Per un silenzio strano si osservano, a una decina di metri.

Liv Ferracchiati, tra voci, parole, immagini, sguardi, danza e video, si imbarca in un dialogo mosso tra l’apparente staticità di chi osserva, agito da pensieri – flussi intervallati dalla ragione – e la forte e continua azione di chi è osservato, nella sua ingenuità o, al contrario, consapevolezza che tende all’apparente indifferenza. In scena, Liv Ferracchiati stesso, al contempo regista e drammaturgo, e l’attrice-danzatrice Alice Raffaelli.

I due si muovono in un dialogo sospeso, in continua evoluzione, che attraversa lo sguardo ispirato al romanzo La morte a Venezia di Thomas Mann, tra Gustav von Aschenbach e Tadzio. Cosa attrae così profondamente di una persona appena intravista, il cui linguaggio è sconosciuto, lontano, eppure evocativo? Che ricorda, ispira, riporta al sapore delle fragole: frutto tanto buono quanto raro, che diventa oggetto di desiderio e, insieme, di timore, nel momento stesso in cui nasce l'impulso del “vado a parlargli”.
Quale desiderio si cela sotto un petto oppresso, quando lo sguardo dell’altro conduce a luoghi sconosciuti ma condivisi, mai detti, eppure vissuti?

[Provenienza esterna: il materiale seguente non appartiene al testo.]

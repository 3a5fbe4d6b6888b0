//! Core data types for ticker analysis.

mod ohlcv;
mod position;
mod report;
mod signal;
mod timeframe;
mod trade;

pub use ohlcv::{Bar, Series};
pub use position::PositionState;
pub use report::{AnalysisReport, DealRecord, HoldRecord, PerformanceSummary};
pub use signal::Signal;
pub use timeframe::Timeframe;
pub use trade::{Action, Deal, HoldPeriod};

use chrono::{DateTime, Utc};

/// Timestamp layout of the persisted record (UTC, no offset).
pub const RECORD_TIMESTAMP_FORMAT: &str = "%Y-%m-%d %H:%M:%S";

/// Convert a Unix millisecond timestamp to a UTC datetime (epoch when out of range).
pub fn datetime_from_millis(timestamp: i64) -> DateTime<Utc> {
    DateTime::from_timestamp_millis(timestamp).unwrap_or_default()
}

/// Format a Unix millisecond timestamp for the persisted record.
pub fn format_timestamp(timestamp: i64) -> String {
    datetime_from_millis(timestamp)
        .format(RECORD_TIMESTAMP_FORMAT)
        .to_string()
}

Contemplare – dal latino contemplare, composto da con (insieme) e templum (lo spazio del cielo tracciato dall’augure per osservare) – è ogni spazio libero e vasto in cui l’occhio possa vagare a proprio piacere.
In questo contemplare, Gustav si immerge, si perde, e affiorano domande: quale relazione esiste tra la bellezza osservata e il desiderio di possederla? Quanto è egoistico farsi guardare, o voler tenere per sé ciò che è sfuggente, eterno, mentre il proprio tempo si fa breve?

E in quello sguardo – che conosce, che dice – cosa accade oltre la parola? Cos'è quello strano parlare che emerge dal corpo, da un sentire epidermico, pre-linguistico, profondo?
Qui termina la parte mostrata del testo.